Material for this task >>
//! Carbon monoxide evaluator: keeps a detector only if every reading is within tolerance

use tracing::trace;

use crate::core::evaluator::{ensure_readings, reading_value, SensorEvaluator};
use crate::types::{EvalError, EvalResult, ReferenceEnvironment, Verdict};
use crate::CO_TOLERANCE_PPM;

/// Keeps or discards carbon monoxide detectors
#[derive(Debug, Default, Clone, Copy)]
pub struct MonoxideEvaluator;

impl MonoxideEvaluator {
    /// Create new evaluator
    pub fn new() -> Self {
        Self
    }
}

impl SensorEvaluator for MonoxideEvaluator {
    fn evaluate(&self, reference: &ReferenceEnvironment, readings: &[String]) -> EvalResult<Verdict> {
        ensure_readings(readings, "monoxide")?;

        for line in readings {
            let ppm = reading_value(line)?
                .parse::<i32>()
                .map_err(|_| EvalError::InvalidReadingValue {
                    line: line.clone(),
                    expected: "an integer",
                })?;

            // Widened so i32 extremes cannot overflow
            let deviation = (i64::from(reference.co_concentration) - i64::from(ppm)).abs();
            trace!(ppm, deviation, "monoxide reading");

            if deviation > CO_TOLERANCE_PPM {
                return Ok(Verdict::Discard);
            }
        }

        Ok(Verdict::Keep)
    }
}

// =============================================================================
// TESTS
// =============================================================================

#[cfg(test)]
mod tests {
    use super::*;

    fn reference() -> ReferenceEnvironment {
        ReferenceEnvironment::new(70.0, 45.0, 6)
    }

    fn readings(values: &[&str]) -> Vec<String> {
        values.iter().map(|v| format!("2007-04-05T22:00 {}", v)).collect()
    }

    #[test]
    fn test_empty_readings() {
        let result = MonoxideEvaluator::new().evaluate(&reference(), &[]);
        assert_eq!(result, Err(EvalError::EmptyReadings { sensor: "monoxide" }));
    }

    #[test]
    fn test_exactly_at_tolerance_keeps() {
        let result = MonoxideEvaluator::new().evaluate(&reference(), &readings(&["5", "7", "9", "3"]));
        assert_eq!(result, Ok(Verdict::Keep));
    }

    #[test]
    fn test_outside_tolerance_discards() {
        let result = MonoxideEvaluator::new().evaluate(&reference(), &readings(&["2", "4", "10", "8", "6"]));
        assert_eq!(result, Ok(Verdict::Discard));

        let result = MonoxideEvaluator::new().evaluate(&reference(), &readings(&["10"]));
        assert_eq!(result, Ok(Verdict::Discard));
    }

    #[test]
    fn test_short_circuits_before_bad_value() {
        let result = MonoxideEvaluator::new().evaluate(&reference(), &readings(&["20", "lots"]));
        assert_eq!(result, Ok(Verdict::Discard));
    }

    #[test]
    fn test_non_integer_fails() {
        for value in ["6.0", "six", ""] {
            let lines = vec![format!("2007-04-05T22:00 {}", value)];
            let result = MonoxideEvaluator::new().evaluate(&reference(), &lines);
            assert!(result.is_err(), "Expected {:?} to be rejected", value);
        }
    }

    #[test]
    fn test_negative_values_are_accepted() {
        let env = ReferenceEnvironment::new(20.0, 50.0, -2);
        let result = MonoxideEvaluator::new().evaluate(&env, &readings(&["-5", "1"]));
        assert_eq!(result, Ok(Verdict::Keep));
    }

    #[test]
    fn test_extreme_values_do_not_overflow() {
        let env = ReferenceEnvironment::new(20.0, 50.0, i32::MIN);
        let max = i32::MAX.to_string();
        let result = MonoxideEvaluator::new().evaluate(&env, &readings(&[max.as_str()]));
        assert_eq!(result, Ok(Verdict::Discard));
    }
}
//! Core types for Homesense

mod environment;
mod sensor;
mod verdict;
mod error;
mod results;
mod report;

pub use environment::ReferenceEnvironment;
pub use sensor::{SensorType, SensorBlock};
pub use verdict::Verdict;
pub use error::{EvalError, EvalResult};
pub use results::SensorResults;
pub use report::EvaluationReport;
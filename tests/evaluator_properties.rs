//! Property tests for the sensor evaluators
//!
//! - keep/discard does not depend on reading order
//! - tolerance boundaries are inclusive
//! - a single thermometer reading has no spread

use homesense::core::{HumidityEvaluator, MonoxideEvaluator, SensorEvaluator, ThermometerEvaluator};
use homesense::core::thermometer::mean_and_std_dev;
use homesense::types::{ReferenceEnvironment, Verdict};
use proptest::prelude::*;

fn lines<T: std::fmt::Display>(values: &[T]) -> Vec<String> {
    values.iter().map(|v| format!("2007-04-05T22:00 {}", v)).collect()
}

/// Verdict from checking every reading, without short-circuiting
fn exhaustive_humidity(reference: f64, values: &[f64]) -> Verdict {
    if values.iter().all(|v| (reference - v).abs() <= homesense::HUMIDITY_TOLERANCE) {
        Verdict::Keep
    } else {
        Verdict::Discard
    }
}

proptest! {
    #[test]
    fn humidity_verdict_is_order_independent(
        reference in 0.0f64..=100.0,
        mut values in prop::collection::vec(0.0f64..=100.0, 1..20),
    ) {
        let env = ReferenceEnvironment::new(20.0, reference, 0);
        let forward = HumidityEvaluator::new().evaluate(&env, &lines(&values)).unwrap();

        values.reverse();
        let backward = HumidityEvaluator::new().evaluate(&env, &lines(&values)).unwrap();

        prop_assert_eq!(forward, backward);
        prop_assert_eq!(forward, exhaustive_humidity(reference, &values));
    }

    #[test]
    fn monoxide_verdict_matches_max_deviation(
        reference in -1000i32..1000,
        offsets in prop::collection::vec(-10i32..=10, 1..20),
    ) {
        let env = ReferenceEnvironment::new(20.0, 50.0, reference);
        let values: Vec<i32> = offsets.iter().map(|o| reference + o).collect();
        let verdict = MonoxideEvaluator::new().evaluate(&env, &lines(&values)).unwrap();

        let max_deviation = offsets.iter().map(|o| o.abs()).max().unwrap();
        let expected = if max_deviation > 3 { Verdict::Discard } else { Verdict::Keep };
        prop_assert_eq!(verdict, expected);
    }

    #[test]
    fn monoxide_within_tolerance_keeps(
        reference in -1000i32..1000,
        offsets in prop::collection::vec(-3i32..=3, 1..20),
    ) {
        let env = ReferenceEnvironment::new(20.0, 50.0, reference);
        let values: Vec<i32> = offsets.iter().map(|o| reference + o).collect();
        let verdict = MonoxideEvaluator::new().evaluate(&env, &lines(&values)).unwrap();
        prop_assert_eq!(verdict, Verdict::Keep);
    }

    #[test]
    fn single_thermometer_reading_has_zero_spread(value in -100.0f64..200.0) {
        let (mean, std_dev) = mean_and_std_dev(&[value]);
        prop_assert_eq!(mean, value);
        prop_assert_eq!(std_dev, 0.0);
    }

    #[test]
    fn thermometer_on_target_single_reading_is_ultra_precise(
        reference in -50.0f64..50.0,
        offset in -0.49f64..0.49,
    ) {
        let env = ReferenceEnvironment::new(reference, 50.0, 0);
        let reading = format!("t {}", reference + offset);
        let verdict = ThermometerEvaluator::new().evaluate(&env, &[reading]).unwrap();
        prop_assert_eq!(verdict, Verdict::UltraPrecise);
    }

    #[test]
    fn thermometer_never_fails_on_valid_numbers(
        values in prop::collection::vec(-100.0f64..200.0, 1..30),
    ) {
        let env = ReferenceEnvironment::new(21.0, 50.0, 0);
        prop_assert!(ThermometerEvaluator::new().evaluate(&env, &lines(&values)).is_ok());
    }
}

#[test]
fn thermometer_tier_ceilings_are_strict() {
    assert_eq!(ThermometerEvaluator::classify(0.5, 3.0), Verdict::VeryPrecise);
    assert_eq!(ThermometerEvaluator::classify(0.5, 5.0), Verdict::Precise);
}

What you have to do >> From the first line to the last, restate the data above exactly.

Reply >>
//! Carbon monoxide evaluator: keeps a detector only if every reading is within tolerance

use tracing::trace;

use crate::core::evaluator::{ensure_readings, reading_value, SensorEvaluator};
use crate::types::{EvalError, EvalResult, ReferenceEnvironment, Verdict};
use crate::CO_TOLERANCE_PPM;

/// Keeps or discards carbon monoxide detectors
#[derive(Debug, Default, Clone, Copy)]
pub struct MonoxideEvaluator;

impl MonoxideEvaluator {
    /// Create new evaluator
    pub fn new() -> Self {
        Self
    }
}

impl SensorEvaluator for MonoxideEvaluator {
    fn evaluate(&self, reference: &ReferenceEnvironment, readings: &[String]) -> EvalResult<Verdict> {
        ensure_readings(readings, "monoxide")?;

        for line in readings {
            let ppm = reading_value(line)?
                .parse::<i32>()
                .map_err(|_| EvalError::InvalidReadingValue {
                    line: line.clone(),
                    expected: "an integer",
                })?;

            // Widened so i32 extremes cannot overflow
            let deviation = (i64::from(reference.co_concentration) - i64::from(ppm)).abs();
            trace!(ppm, deviation, "monoxide reading");

            if deviation > CO_TOLERANCE_PPM {
                return Ok(Verdict::Discard);
            }
        }

        Ok(Verdict::Keep)
    }
}

// =============================================================================
// TESTS
// =============================================================================

#[cfg(test)]
mod tests {
    use super::*;

    fn reference() -> ReferenceEnvironment {
        ReferenceEnvironment::new(70.0, 45.0, 6)
    }

    fn readings(values: &[&str]) -> Vec<String> {
        values.iter().map(|v| format!("2007-04-05T22:00 {}", v)).collect()
    }

    #[test]
    fn test_empty_readings() {
        let result = MonoxideEvaluator::new().evaluate(&reference(), &[]);
        assert_eq!(result, Err(EvalError::EmptyReadings { sensor: "monoxide" }));
    }

    #[test]
    fn test_exactly_at_tolerance_keeps() {
        let result = MonoxideEvaluator::new().evaluate(&reference(), &readings(&["5", "7", "9", "3"]));
        assert_eq!(result, Ok(Verdict::Keep));
    }

    #[test]
    fn test_outside_tolerance_discards() {
        let result = MonoxideEvaluator::new().evaluate(&reference(), &readings(&["2", "4", "10", "8", "6"]));
        assert_eq!(result, Ok(Verdict::Discard));

        let result = MonoxideEvaluator::new().evaluate(&reference(), &readings(&["10"]));
        assert_eq!(result, Ok(Verdict::Discard));
    }

    #[test]
    fn test_short_circuits_before_bad_value() {
        let result = MonoxideEvaluator::new().evaluate(&reference(), &readings(&["20", "lots"]));
        assert_eq!(result, Ok(Verdict::Discard));
    }

    #[test]
    fn test_non_integer_fails() {
        for value in ["6.0", "six", ""] {
            let lines = vec![format!("2007-04-05T22:00 {}", value)];
            let result = MonoxideEvaluator::new().evaluate(&reference(), &lines);
            assert!(result.is_err(), "Expected {:?} to be rejected", value);
        }
    }

    #[test]
    fn test_negative_values_are_accepted() {
        let env = ReferenceEnvironment::new(20.0, 50.0, -2);
        let result = MonoxideEvaluator::new().evaluate(&env, &readings(&["-5", "1"]));
        assert_eq!(result, Ok(Verdict::Keep));
    }

    #[test]
    fn test_extreme_values_do_not_overflow() {
        let env = ReferenceEnvironment::new(20.0, 50.0, i32::MIN);
        let max = i32::MAX.to_string();
        let result = MonoxideEvaluator::new().evaluate(&env, &readings(&[max.as_str()]));
        assert_eq!(result, Ok(Verdict::Discard));
    }
}
//! Core types for Homesense

mod environment;
mod sensor;
mod verdict;
mod error;
mod results;
mod report;

pub use environment::ReferenceEnvironment;
pub use sensor::{SensorType, SensorBlock};
pub use verdict::Verdict;
pub use error::{EvalError, EvalResult};
pub use results::SensorResults;
pub use report::EvaluationReport;
filename tests/evaluator_properties.rs
//! Property tests for the sensor evaluators
//!
//! - keep/discard does not depend on reading order
//! - tolerance boundaries are inclusive
//! - a single thermometer reading has no spread

use homesense::core::{HumidityEvaluator, MonoxideEvaluator, SensorEvaluator, ThermometerEvaluator};
use homesense::core::thermometer::mean_and_std_dev;
use homesense::types::{ReferenceEnvironment, Verdict};
use proptest::prelude::*;

fn lines<T: std::fmt::Display>(values: &[T]) -> Vec<String> {
    values.iter().map(|v| format!("2007-04-05T22:00 {}", v)).collect()
}

/// Verdict from checking every reading, without short-circuiting
fn exhaustive_humidity(reference: f64, values: &[f64]) -> Verdict {
    if values.iter().all(|v| (reference - v).abs() <= homesense::HUMIDITY_TOLERANCE) {
        Verdict::Keep
    } else {
        Verdict::Discard
    }
}

proptest! {
    #[test]
    fn humidity_verdict_is_order_independent(
        reference in 0.0f64..=100.0,
        mut values in prop::collection::vec(0.0f64..=100.0, 1..20),
    ) {
        let env = ReferenceEnvironment::new(20.0, reference, 0);
        let forward = HumidityEvaluator::new().evaluate(&env, &lines(&values)).unwrap();

        values.reverse();
        let backward = HumidityEvaluator::new().evaluate(&env, &lines(&values)).unwrap();

        prop_assert_eq!(forward, backward);
        prop_assert_eq!(forward, exhaustive_humidity(reference, &values));
    }

    #[test]
    fn monoxide_verdict_matches_max_deviation(
        reference in -1000i32..1000,
        offsets in prop::collection::vec(-10i32..=10, 1..20),
    ) {
        let env = ReferenceEnvironment::new(20.0, 50.0, reference);
        let values: Vec<i32> = offsets.iter().map(|o| reference + o).collect();
        let verdict = MonoxideEvaluator::new().evaluate(&env, &lines(&values)).unwrap();

        let max_deviation = offsets.iter().map(|o| o.abs()).max().unwrap();
        let expected = if max_deviation > 3 { Verdict::Discard } else { Verdict::Keep };
        prop_assert_eq!(verdict, expected);
    }

    #[test]
    fn monoxide_within_tolerance_keeps(
        reference in -1000i32..1000,
        offsets in prop::collection::vec(-3i32..=3, 1..20),
    ) {
        let env = ReferenceEnvironment::new(20.0, 50.0, reference);
        let values: Vec<i32> = offsets.iter().map(|o| reference + o).collect();
        let verdict = MonoxideEvaluator::new().evaluate(&env, &lines(&values)).unwrap();
        prop_assert_eq!(verdict, Verdict::Keep);
    }

    #[test]
    fn single_thermometer_reading_has_zero_spread(value in -100.0f64..200.0) {
        let (mean, std_dev) = mean_and_std_dev(&[value]);
        prop_assert_eq!(mean, value);
        prop_assert_eq!(std_dev, 0.0);
    }

    #[test]
    fn thermometer_on_target_single_reading_is_ultra_precise(
        reference in -50.0f64..50.0,
        offset in -0.49f64..0.49,
    ) {
        let env = ReferenceEnvironment::new(reference, 50.0, 0);
        let reading = format!("t {}", reference + offset);
        let verdict = ThermometerEvaluator::new().evaluate(&env, &[reading]).unwrap();
        prop_assert_eq!(verdict, Verdict::UltraPrecise);
    }

    #[test]
    fn thermometer_never_fails_on_valid_numbers(
        values in prop::collection::vec(-100.0f64..200.0, 1..30),
    ) {
        let env = ReferenceEnvironment::new(21.0, 50.0, 0);
        prop_assert!(ThermometerEvaluator::new().evaluate(&env, &lines(&values)).is_ok());
    }
}

#[test]
fn thermometer_tier_ceilings_are_strict() {
    assert_eq!(ThermometerEvaluator::classify(0.5, 3.0), Verdict::VeryPrecise);
    assert_eq!(ThermometerEvaluator::classify(0.5, 5.0), Verdict::Precise);
}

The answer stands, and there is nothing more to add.